Collected data:
──────────────────────────────
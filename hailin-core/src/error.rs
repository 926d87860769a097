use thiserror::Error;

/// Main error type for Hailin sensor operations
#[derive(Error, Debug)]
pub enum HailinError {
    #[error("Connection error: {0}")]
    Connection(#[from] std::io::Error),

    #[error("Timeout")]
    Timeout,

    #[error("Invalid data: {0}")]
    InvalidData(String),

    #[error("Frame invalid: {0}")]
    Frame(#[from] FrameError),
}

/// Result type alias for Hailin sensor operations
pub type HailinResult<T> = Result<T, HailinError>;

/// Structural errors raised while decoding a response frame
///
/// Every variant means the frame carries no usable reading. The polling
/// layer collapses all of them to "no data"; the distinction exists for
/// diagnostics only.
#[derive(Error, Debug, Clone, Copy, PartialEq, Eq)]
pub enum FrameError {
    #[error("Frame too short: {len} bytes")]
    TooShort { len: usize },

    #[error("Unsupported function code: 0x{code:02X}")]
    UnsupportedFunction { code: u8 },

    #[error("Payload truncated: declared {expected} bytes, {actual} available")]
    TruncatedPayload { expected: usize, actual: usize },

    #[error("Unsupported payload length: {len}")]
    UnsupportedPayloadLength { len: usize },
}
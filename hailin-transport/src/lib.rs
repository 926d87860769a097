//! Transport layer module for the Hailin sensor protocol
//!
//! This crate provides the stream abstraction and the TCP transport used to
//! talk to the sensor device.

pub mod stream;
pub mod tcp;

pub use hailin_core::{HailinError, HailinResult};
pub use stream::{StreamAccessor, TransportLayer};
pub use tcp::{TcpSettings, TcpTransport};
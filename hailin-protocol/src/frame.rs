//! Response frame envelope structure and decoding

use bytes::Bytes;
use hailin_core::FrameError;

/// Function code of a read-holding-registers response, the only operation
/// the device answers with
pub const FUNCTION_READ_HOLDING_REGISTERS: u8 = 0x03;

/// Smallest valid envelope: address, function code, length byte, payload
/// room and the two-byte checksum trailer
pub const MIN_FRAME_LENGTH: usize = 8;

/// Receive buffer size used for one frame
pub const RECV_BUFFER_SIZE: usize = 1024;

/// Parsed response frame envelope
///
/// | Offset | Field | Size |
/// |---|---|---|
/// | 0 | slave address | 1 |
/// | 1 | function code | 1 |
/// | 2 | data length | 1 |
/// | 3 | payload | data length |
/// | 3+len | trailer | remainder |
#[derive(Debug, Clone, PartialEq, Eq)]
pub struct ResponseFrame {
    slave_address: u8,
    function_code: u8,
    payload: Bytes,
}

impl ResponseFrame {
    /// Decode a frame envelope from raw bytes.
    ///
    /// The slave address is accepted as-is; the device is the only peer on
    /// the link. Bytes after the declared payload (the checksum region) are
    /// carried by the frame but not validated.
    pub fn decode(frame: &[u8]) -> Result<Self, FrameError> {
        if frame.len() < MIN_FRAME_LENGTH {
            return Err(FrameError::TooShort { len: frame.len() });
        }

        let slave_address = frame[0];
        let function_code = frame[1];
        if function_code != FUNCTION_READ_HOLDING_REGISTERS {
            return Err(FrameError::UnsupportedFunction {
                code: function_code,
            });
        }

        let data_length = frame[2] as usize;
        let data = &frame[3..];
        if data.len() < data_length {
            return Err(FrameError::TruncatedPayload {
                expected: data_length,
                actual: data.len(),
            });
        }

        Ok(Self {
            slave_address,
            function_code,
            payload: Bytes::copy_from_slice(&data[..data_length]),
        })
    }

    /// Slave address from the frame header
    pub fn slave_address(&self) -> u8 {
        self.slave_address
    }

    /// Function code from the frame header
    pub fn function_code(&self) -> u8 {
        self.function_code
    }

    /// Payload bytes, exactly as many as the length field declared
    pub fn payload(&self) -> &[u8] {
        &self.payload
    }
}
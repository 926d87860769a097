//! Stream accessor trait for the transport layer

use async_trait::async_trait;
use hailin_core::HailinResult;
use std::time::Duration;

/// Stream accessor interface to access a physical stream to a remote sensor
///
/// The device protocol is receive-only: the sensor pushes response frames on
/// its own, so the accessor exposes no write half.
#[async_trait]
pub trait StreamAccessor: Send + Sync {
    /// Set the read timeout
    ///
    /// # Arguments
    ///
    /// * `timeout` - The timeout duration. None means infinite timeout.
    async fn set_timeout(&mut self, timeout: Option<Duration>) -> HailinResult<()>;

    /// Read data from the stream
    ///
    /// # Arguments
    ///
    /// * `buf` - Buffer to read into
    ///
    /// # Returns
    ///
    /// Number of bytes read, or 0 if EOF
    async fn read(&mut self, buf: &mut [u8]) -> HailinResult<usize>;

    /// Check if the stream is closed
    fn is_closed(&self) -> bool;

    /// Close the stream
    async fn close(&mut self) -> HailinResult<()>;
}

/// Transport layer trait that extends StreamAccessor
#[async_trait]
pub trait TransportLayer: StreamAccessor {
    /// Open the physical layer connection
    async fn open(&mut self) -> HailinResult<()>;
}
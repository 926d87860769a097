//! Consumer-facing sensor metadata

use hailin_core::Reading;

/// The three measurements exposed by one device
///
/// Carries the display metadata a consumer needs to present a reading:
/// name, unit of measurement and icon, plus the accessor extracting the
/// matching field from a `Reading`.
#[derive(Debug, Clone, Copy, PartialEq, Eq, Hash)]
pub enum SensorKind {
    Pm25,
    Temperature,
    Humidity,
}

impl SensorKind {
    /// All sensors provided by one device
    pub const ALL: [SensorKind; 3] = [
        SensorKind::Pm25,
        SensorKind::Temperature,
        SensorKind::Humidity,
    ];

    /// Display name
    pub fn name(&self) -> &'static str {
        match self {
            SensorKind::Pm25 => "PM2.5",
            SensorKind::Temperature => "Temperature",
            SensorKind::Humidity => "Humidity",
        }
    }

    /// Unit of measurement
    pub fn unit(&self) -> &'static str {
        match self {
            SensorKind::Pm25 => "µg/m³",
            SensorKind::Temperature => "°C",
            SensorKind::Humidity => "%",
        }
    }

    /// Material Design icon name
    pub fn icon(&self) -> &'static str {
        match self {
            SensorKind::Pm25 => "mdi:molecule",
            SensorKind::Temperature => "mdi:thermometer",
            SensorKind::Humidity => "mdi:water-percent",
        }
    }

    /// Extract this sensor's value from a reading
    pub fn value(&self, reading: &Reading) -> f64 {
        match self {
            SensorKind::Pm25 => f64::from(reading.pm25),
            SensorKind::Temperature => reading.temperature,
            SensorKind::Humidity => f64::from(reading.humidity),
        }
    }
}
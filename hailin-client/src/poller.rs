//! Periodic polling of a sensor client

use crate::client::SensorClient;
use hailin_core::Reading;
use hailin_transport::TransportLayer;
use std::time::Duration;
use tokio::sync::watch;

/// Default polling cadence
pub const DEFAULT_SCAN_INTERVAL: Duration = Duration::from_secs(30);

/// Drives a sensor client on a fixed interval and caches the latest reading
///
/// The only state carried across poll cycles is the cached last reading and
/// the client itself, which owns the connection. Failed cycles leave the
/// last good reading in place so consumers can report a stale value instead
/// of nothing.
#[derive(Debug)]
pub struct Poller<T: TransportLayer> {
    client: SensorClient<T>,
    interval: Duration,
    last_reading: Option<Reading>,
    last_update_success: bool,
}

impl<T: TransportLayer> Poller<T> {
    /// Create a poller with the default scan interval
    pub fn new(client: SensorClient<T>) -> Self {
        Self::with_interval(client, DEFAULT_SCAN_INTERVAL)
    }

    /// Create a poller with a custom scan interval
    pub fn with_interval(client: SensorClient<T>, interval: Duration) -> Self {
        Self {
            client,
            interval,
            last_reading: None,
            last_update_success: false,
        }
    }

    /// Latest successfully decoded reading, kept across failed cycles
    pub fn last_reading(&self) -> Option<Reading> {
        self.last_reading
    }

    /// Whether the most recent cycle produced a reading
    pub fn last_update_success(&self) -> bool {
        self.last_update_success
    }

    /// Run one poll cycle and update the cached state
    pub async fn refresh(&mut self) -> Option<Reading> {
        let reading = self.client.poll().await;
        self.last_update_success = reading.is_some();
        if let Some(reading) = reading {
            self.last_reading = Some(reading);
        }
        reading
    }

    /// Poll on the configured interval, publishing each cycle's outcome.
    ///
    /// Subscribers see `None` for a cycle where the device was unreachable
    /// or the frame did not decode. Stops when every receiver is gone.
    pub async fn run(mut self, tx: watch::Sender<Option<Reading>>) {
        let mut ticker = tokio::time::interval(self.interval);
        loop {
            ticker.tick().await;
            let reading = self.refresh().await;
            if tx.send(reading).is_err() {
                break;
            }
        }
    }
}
──────────────────────────────
## WHAT YOU WILL DO:
Please reproduce exactly the lines above, beginning with the first and ending with the line that contains "the only operation", and include nothing outside that range.

## OUTPUT OF THE TASK:
filename hailin-core/src/error.rs
repository 926d87860769a097
use thiserror::Error;

/// Main error type for Hailin sensor operations
#[derive(Error, Debug)]
pub enum HailinError {
    #[error("Connection error: {0}")]
    Connection(#[from] std::io::Error),

    #[error("Timeout")]
    Timeout,

    #[error("Invalid data: {0}")]
    InvalidData(String),

    #[error("Frame invalid: {0}")]
    Frame(#[from] FrameError),
}

/// Result type alias for Hailin sensor operations
pub type HailinResult<T> = Result<T, HailinError>;

/// Structural errors raised while decoding a response frame
///
/// Every variant means the frame carries no usable reading. The polling
/// layer collapses all of them to "no data"; the distinction exists for
/// diagnostics only.
#[derive(Error, Debug, Clone, Copy, PartialEq, Eq)]
pub enum FrameError {
    #[error("Frame too short: {len} bytes")]
    TooShort { len: usize },

    #[error("Unsupported function code: 0x{code:02X}")]
    UnsupportedFunction { code: u8 },

    #[error("Payload truncated: declared {expected} bytes, {actual} available")]
    TruncatedPayload { expected: usize, actual: usize },

    #[error("Unsupported payload length: {len}")]
    UnsupportedPayloadLength { len: usize },
}
filename hailin-transport/src/lib.rs
repository 926d87860769a097
//! Transport layer module for the Hailin sensor protocol
//!
//! This crate provides the stream abstraction and the TCP transport used to
//! talk to the sensor device.

pub mod stream;
pub mod tcp;

pub use hailin_core::{HailinError, HailinResult};
pub use stream::{StreamAccessor, TransportLayer};
pub use tcp::{TcpSettings, TcpTransport};
filename hailin-protocol/src/frame.rs
//! Response frame envelope structure and decoding

use bytes::Bytes;
use hailin_core::FrameError;

/// Function code of a read-holding-registers response, the only operation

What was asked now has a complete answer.